__Task description__. Below this line is the material. Write out only its lines from the one containing "let mut cursor = SliceCursor::new(Rc::from(vec![1, 2, 3]));" through the one containing "assert_eq!(second.take(), Ok('a'));", both kept, exactly.

__Study material__.
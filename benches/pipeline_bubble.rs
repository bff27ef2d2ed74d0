use criterion::{criterion_group, criterion_main, Criterion};
use resequence::Sequence;
use core::hint::black_box;

// other benchmarks will be too easy for modern CPUs, here
// we will try and coerce pipeline stalls / bubbles.

#[derive(Copy, Clone, Debug)]
#[repr(transparent)]
struct StallMaker {
    state: u32
}

impl Default for StallMaker {
    fn default() -> Self {
        // xorshift never leaves a zero state
        Self { state: 0x9E37_79B9 }
    }
}

impl Iterator for StallMaker {
    type Item = u32;

    #[inline]
    fn next(&mut self) -> Option<Self::Item> {
        let mut x = self.state;
        x ^= x.wrapping_shl(13);
        x ^= x.wrapping_shr(17);
        x ^= x.wrapping_shl(5);
        self.state = x;
        // 0 or 1, so branches on it are unpredictable
        Some(black_box(x & 1))
    }
}

fn benchmark(c: &mut Criterion) {
    let unpredictable = Sequence::from_iterable(StallMaker::default().take(4_096));

    c.bench_function("std-filter-unpredictable", |b| {
        b.iter(|| {
            let kept = StallMaker::default().take(4_096).filter(|bit| *bit == 1).count();
            black_box(kept)
        })
    });

    c.bench_function("sequence-filter-unpredictable", |b| {
        let filtered = unpredictable.filter(|bit| *bit == 1);
        b.iter(|| black_box(filtered.count()))
    });

    c.bench_function("sequence-batch-by-unpredictable", |b| {
        let runs = unpredictable.batch_by(|a, b| a != b);
        b.iter(|| black_box(runs.count()))
    });

    c.bench_function("sequence-until-unpredictable", |b| {
        let prefix = unpredictable.map_back(0, |prev, cur| prev + cur).until(2);
        b.iter(|| black_box(prefix.count()))
    });
}

criterion_group!(benches, benchmark);
criterion_main!(benches);
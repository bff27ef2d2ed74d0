//! Reordering adapters: sorted and reversed views.
//!
//! These are not streaming. The first [`more`](Cursor::more) drains the whole
//! parent before anything is produced, so they never terminate over an
//! infinite parent and hold every element in memory. Natural and reverse
//! natural order sit in a binary heap and are extracted one element at a
//! time, which keeps `sorted().first()` at O(n) rather than a full sort.
//! Arbitrary comparators fall back to a full (stable) sort.

use core::cmp::{Ordering, Reverse};
use std::collections::BinaryHeap;
use crate::{cursor::{pull, Cursor}, error::{Error, Result}};

/// Direction of a natural-order sort.
#[derive(Debug, Copy, Clone, PartialEq, Eq)]
pub enum Order {
    /// Smallest element first.
    Ascending,
    /// Largest element first.
    Descending
}

/// A materialized collection drained one element at a time.
pub trait Drain {
    /// The element type.
    type Item;

    /// Remove the next element in delivery order.
    fn pop_next(&mut self) -> Option<Self::Item>;

    /// Returns `true` when nothing is left.
    fn is_drained(&self) -> bool;
}

/// A heap ordered in either direction.
pub enum Heap<T> {
    /// Min-heap.
    Ascending(BinaryHeap<Reverse<T>>),
    /// Max-heap.
    Descending(BinaryHeap<T>)
}

impl<T: Ord> Drain for Heap<T> {
    type Item = T;

    #[inline]
    fn pop_next(&mut self) -> Option<T> {
        match self {
            Self::Ascending(heap)  => heap.pop().map(|Reverse(elem)| elem),
            Self::Descending(heap) => heap.pop()
        }
    }

    #[inline]
    fn is_drained(&self) -> bool {
        match self {
            Self::Ascending(heap)  => heap.is_empty(),
            Self::Descending(heap) => heap.is_empty()
        }
    }
}

/// Delivers from the back, so it must hold elements in reverse delivery order.
impl<T> Drain for Vec<T> {
    type Item = T;

    #[inline]
    fn pop_next(&mut self) -> Option<T> { self.pop() }

    #[inline]
    fn is_drained(&self) -> bool { self.is_empty() }
}

enum Stage<S> {
    Pending,
    Ready(S),
    Failed(Error),
    Done
}

/// Drains the parent on first use, arranges the elements with `build`, then
/// delivers them one at a time.
pub struct Reorder<C, S, B> {
    parent: C,
    build: Option<B>,
    stage: Stage<S>
}

impl<C, S, B> Reorder<C, S, B>
    where
        C: Cursor,
        S: Drain<Item = C::Item>,
        B: FnOnce(Vec<C::Item>) -> S
{
    /// Wrap `parent`, arranging its drained elements with `build`.
    #[inline]
    pub const fn new(parent: C, build: B) -> Self {
        Self { parent, build: Some(build), stage: Stage::Pending }
    }

    fn materialize(&mut self) -> Result<S> {
        let mut items = Vec::new();
        while let Some(elem) = pull(&mut self.parent) {
            items.push(elem?);
        }
        log::trace!("materialized {} elements for reordering", items.len());

        match self.build.take() {
            Some(build) => Ok(build(items)),
            None => Err(Error::InvalidState("reorder materialized twice"))
        }
    }
}

impl<C, S, B> Cursor for Reorder<C, S, B>
    where
        C: Cursor,
        S: Drain<Item = C::Item>,
        B: FnOnce(Vec<C::Item>) -> S
{
    type Item = C::Item;

    fn more(&mut self) -> bool {
        if matches!(self.stage, Stage::Pending) {
            self.stage = match self.materialize() {
                Ok(ready) => Stage::Ready(ready),
                Err(err) => Stage::Failed(err)
            };
        }
        match &self.stage {
            Stage::Ready(ready) => !ready.is_drained(),
            Stage::Failed(_) => true,
            Stage::Pending | Stage::Done => false
        }
    }

    fn take(&mut self) -> Result<C::Item> {
        self.more();
        match core::mem::replace(&mut self.stage, Stage::Done) {
            Stage::Ready(mut ready) => {
                let next = ready.pop_next().ok_or(Error::Exhausted);
                self.stage = Stage::Ready(ready);
                next
            },
            Stage::Failed(err) => Err(err),
            Stage::Pending | Stage::Done => Err(Error::Exhausted)
        }
    }
}

/// Natural order in the given direction, extracted lazily from a heap.
pub fn sorted<C>(parent: C, order: Order) -> impl Cursor<Item = C::Item>
    where
        C: Cursor,
        C::Item: Ord
{
    Reorder::new(parent, move |items: Vec<C::Item>| match order {
        Order::Ascending  => Heap::Ascending(items.into_iter().map(Reverse).collect()),
        Order::Descending => Heap::Descending(BinaryHeap::from(items))
    })
}

/// A stable sort by `comparator`.
pub fn sorted_by<C, F>(parent: C, mut comparator: F) -> impl Cursor<Item = C::Item>
    where
        C: Cursor,
        F: FnMut(&C::Item, &C::Item) -> Ordering
{
    Reorder::new(parent, move |mut items: Vec<C::Item>| {
        items.sort_by(&mut comparator);
        items.reverse();
        items
    })
}

/// The parent's elements, last first.
pub fn reversed<C: Cursor>(parent: C) -> impl Cursor<Item = C::Item> {
    Reorder::new(parent, |items: Vec<C::Item>| items)
}

#[cfg(test)]
mod tests {
    use super::*;
    use crate::cursor::{IterCursor, Traversal};
    use proptest::prelude::*;

    #[test]
    fn nothing_pulled_until_first_more() {
        let mut pulled = 0;
        let parent = crate::adapters::Inspect::new(IterCursor::new([3, 1, 2].into_iter()), |_: &i32| pulled += 1);
        let mut cursor = sorted(parent, Order::Ascending);

        assert!(cursor.more());
        assert_eq!(cursor.take(), Ok(1));
        drop(cursor);
        assert_eq!(pulled, 3);
    }

    #[test]
    fn stable_comparator_sort() {
        let words = ["bb", "a", "cc", "d", "ee"];
        let cursor = sorted_by(IterCursor::new(words.into_iter()), |a: &&str, b: &&str| a.len().cmp(&b.len()));
        assert_eq!(Traversal::new(cursor).collect::<Vec<_>>(), ["a", "d", "bb", "cc", "ee"]);
    }

    #[test]
    fn reversed_source() {
        let cursor = reversed(IterCursor::new(1..=4));
        assert_eq!(Traversal::new(cursor).collect::<Vec<_>>(), [4, 3, 2, 1]);
    }

    proptest! {
        #![proptest_config(ProptestConfig::with_cases(2_048))]

        #[test]
        fn heap_sort_matches_std(mut collection in any::<Vec<u16>>(), descending in any::<bool>()) {
            let order = if descending { Order::Descending } else { Order::Ascending };
            let cursor = sorted(IterCursor::new(collection.clone().into_iter()), order);
            let got: Vec<_> = Traversal::new(cursor).collect();

            collection.sort_unstable();
            if descending {
                collection.reverse();
            }
            prop_assert_eq!(got, collection);
        }
    }
}
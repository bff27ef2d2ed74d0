//! Backing stores which sequences can traverse repeatedly.
//!
//! [`SliceCursor`] walks immutable shared storage, as built by
//! [`Sequence::of`](crate::Sequence::of) and
//! [`Sequence::cache`](crate::Sequence::cache). [`SharedVec`] is a mutable
//! store whose cursors detect structural modification made behind their back
//! and support in-place removal.

use core::{cell::RefCell, fmt};
use std::rc::Rc;
use crate::{cursor::Cursor, error::{Error, Result}};

/// A cursor over reference-counted immutable storage, cloning out each element.
pub struct SliceCursor<T> {
    items: Rc<[T]>,
    index: usize
}

impl<T> SliceCursor<T> {
    /// Start a traversal at the front of `items`.
    #[inline]
    pub fn new(items: Rc<[T]>) -> Self {
        Self { items, index: 0 }
    }

    /// The number of elements left in this traversal.
    #[inline]
    #[must_use]
    pub fn remaining(&self) -> usize {
        self.items.len() - self.index
    }
}

impl<T: Clone> Cursor for SliceCursor<T> {
    type Item = T;

    #[inline]
    fn more(&mut self) -> bool {
        self.index < self.items.len()
    }

    #[inline]
    fn take(&mut self) -> Result<T> {
        let elem = self.items.get(self.index).cloned().ok_or(Error::Exhausted)?;
        self.index += 1;
        Ok(elem)
    }

    #[inline]
    fn skip(&mut self, n: usize) -> Result<usize> {
        let skipped = n.min(self.remaining());
        self.index += skipped;
        Ok(skipped)
    }
}

struct Inner<T> {
    items: Vec<T>,
    version: u64
}

/// A single-threaded, shared, growable store with fail-fast traversal.
///
/// Cloning a `SharedVec` clones the handle, not the elements. Every
/// structural change bumps a version stamp; a [`StoreCursor`] captures the
/// stamp when created and fails with [`Error::ConcurrentModification`] on the
/// next pull once the stamp has moved.
///
/// # Example
///
/// ```
/// # use resequence::{Sequence, SharedVec};
/// let store = SharedVec::from(vec![1, 2, 3]);
/// let evens = Sequence::from_store(&store).filter(|n| n % 2 == 0);
///
/// assert_eq!(evens.to_vec(), [2]);
///
/// // sequences observe the store as it is when traversed
/// store.push(4);
/// assert_eq!(evens.to_vec(), [2, 4]);
/// ```
pub struct SharedVec<T> {
    inner: Rc<RefCell<Inner<T>>>
}

impl<T> Clone for SharedVec<T> {
    fn clone(&self) -> Self {
        Self { inner: Rc::clone(&self.inner) }
    }
}

impl<T> Default for SharedVec<T> {
    fn default() -> Self { Self::new() }
}

impl<T> From<Vec<T>> for SharedVec<T> {
    fn from(items: Vec<T>) -> Self {
        Self { inner: Rc::new(RefCell::new(Inner { items, version: 0 })) }
    }
}

impl<T> FromIterator<T> for SharedVec<T> {
    fn from_iter<I: IntoIterator<Item = T>>(iter: I) -> Self {
        Self::from(iter.into_iter().collect::<Vec<_>>())
    }
}

impl<T: fmt::Debug> fmt::Debug for SharedVec<T> {
    fn fmt(&self, f: &mut fmt::Formatter<'_>) -> fmt::Result {
        let inner = self.inner.borrow();
        f.debug_struct("SharedVec")
            .field("items", &inner.items)
            .field("version", &inner.version)
            .finish()
    }
}

impl<T> SharedVec<T> {
    /// Create an empty store.
    pub fn new() -> Self {
        Self::from(Vec::new())
    }

    /// The number of elements currently stored.
    #[must_use]
    pub fn len(&self) -> usize {
        self.inner.borrow().items.len()
    }

    /// Returns `true` if the store holds no elements.
    #[must_use]
    pub fn is_empty(&self) -> bool {
        self.len() == 0
    }

    /// The current version stamp, bumped on every structural change.
    #[must_use]
    pub fn version(&self) -> u64 {
        self.inner.borrow().version
    }

    /// Append an element.
    pub fn push(&self, elem: T) {
        self.mutate(|items| items.push(elem));
    }

    /// Insert an element at `index`, shifting later elements back.
    ///
    /// # Panics
    ///
    /// If `index > len`.
    pub fn insert(&self, index: usize, elem: T) {
        self.mutate(|items| items.insert(index, elem));
    }

    /// Remove the element at `index`, if there is one.
    pub fn remove(&self, index: usize) -> Option<T> {
        if index < self.len() {
            Some(self.mutate(|items| items.remove(index)))
        } else {
            None
        }
    }

    /// Remove every element.
    pub fn clear(&self) {
        self.mutate(Vec::clear);
    }

    #[inline]
    fn mutate<R>(&self, op: impl FnOnce(&mut Vec<T>) -> R) -> R {
        let mut inner = self.inner.borrow_mut();
        inner.version += 1;
        op(&mut inner.items)
    }

    /// Begin a fail-fast traversal of the store.
    pub fn cursor(&self) -> StoreCursor<T> {
        StoreCursor {
            store: self.clone(),
            index: 0,
            expected: self.version(),
            last: None
        }
    }
}

impl<T: Clone> SharedVec<T> {
    /// A clone of the element at `index`.
    #[must_use]
    pub fn get(&self, index: usize) -> Option<T> {
        self.inner.borrow().items.get(index).cloned()
    }

    /// A snapshot of the current contents.
    #[must_use]
    pub fn to_vec(&self) -> Vec<T> {
        self.inner.borrow().items.clone()
    }
}

/// A fail-fast cursor over a [`SharedVec`], supporting
/// [`remove_current`](Cursor::remove_current).
pub struct StoreCursor<T> {
    store: SharedVec<T>,
    index: usize,
    expected: u64,
    /// Position of the element most recently taken, until it is removed.
    last: Option<usize>
}

impl<T> StoreCursor<T> {
    fn check(&self) -> Result<()> {
        let found = self.store.version();
        if found == self.expected {
            Ok(())
        } else {
            log::debug!(
                "store cursor detected modification (expected version {}, found {found})",
                self.expected
            );
            Err(Error::ConcurrentModification { expected: self.expected, found })
        }
    }
}

impl<T: Clone> Cursor for StoreCursor<T> {
    type Item = T;

    /// Reports `true` once the store has been modified, so the following
    /// `take` surfaces the failure rather than silently ending the traversal.
    #[inline]
    fn more(&mut self) -> bool {
        self.check().is_err() || self.index < self.store.len()
    }

    fn take(&mut self) -> Result<T> {
        self.check()?;
        let elem = self.store.get(self.index).ok_or(Error::Exhausted)?;
        self.last = Some(self.index);
        self.index += 1;
        Ok(elem)
    }

    fn skip(&mut self, n: usize) -> Result<usize> {
        self.check()?;
        let skipped = n.min(self.store.len() - self.index);
        self.index += skipped;
        self.last = None;
        Ok(skipped)
    }

    fn remove_current(&mut self) -> Result<()> {
        let last = self.last.ok_or(Error::InvalidState(
            "remove_current requires a preceding take"
        ))?;
        self.check()?;

        self.store.remove(last);
        self.expected = self.store.version();
        self.index = last;
        self.last = None;
        Ok(())
    }
}

#[cfg(test)]
mod tests {
    use super::*;
    use crate::cursor::Traversal;

    #[test]
    fn slice_cursor_skip_is_bounded() {
        let mut cursor = SliceCursor::new(Rc::from(vec![1, 2, 3]));
        assert_eq!(cursor.skip(2), Ok(2));
        assert_eq!(cursor.remaining(), 1);
        assert_eq!(cursor.skip(5), Ok(1));
        assert!(!cursor.more());
        assert_eq!(cursor.take(), Err(Error::Exhausted));
    }

    #[test]
    fn independent_cursors() {
        let store = SharedVec::from(vec!['a', 'b', 'c']);
        let mut first = store.cursor();
        let mut second = store.cursor();

        assert_eq!(first.take(), Ok('a'));
        assert_eq!(first.take(), Ok('b'));
        assert_eq!(second.take(), Ok('a'));
        assert_eq!(first.take(), Ok('c'));
        assert!(!first.more());
        assert!(second.more());
    }

    #[test]
    fn modification_fails_fast() {
        let store = SharedVec::from(vec![1, 2, 3]);
        let mut cursor = store.cursor();

        assert_eq!(cursor.take(), Ok(1));
        store.push(4);

        assert!(cursor.more());
        assert_eq!(
            cursor.take(),
            Err(Error::ConcurrentModification { expected: 0, found: 1 })
        );
    }

    #[test]
    fn remove_current_in_place() {
        let store = SharedVec::from(vec![1, 2, 3, 4]);
        let mut cursor = store.cursor();

        while cursor.more() {
            if cursor.take().unwrap() % 2 == 0 {
                cursor.remove_current().unwrap();
            }
        }

        assert_eq!(store.to_vec(), [1, 3]);
        assert_eq!(store.version(), 2);
    }

    #[test]
    fn remove_current_out_of_sequence() {
        let store = SharedVec::from(vec![1, 2]);
        let mut cursor = store.cursor();

        assert!(matches!(cursor.remove_current(), Err(Error::InvalidState(_))));
        assert_eq!(cursor.take(), Ok(1));
        assert_eq!(cursor.remove_current(), Ok(()));
        assert!(matches!(cursor.remove_current(), Err(Error::InvalidState(_))));
        assert_eq!(cursor.take(), Ok(2));
        assert_eq!(store.to_vec(), [2]);
    }

    #[test]
    fn removal_invalidates_other_cursors() {
        let store = SharedVec::from(vec![1, 2]);
        let mut remover = store.cursor();
        let mut reader = store.cursor();

        assert_eq!(remover.take(), Ok(1));
        remover.remove_current().unwrap();

        assert!(matches!(reader.take(), Err(Error::ConcurrentModification { .. })));
        assert_eq!(Traversal::new(remover).collect::<Vec<_>>(), [2]);
    }
}
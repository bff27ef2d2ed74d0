//! Per-traversal de-duplication.

use std::{collections::HashSet, hash::Hash};
use crate::{cursor::{pull, Cursor}, error::{Error, Result}};

/// Yields each element the first time it is seen, preserving first-occurrence
/// order.
///
/// The seen-set belongs to this cursor alone, so every traversal starts with
/// an empty set and memory grows with the number of distinct elements.
pub struct Distinct<C: Cursor> {
    parent: C,
    seen: HashSet<C::Item>,
    next: Option<Result<C::Item>>
}

impl<C: Cursor> Distinct<C> {
    /// Wrap `parent`, skipping elements it has already produced.
    pub fn new(parent: C) -> Self {
        Self { parent, seen: HashSet::new(), next: None }
    }
}

impl<C> Cursor for Distinct<C>
    where
        C: Cursor,
        C::Item: Eq + Hash + Clone
{
    type Item = C::Item;

    fn more(&mut self) -> bool {
        while self.next.is_none() {
            match pull(&mut self.parent) {
                Some(Ok(elem)) if self.seen.contains(&elem) => continue,
                Some(Ok(elem)) => {
                    self.seen.insert(elem.clone());
                    self.next = Some(Ok(elem));
                },
                Some(Err(err)) => self.next = Some(Err(err)),
                None => return false
            }
        }
        true
    }

    #[inline]
    fn take(&mut self) -> Result<C::Item> {
        self.more();
        self.next.take().unwrap_or(Err(Error::Exhausted))
    }
}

__Completed task__.
        let mut cursor = SliceCursor::new(Rc::from(vec![1, 2, 3]));
        assert_eq!(cursor.skip(2), Ok(2));
        assert_eq!(cursor.remaining(), 1);
        assert_eq!(cursor.skip(5), Ok(1));
        assert!(!cursor.more());
        assert_eq!(cursor.take(), Err(Error::Exhausted));
    }

    #[test]
    fn independent_cursors() {
        let store = SharedVec::from(vec!['a', 'b', 'c']);
        let mut first = store.cursor();
        let mut second = store.cursor();

        assert_eq!(first.take(), Ok('a'));
        assert_eq!(first.take(), Ok('b'));
        assert_eq!(second.take(), Ok('a'));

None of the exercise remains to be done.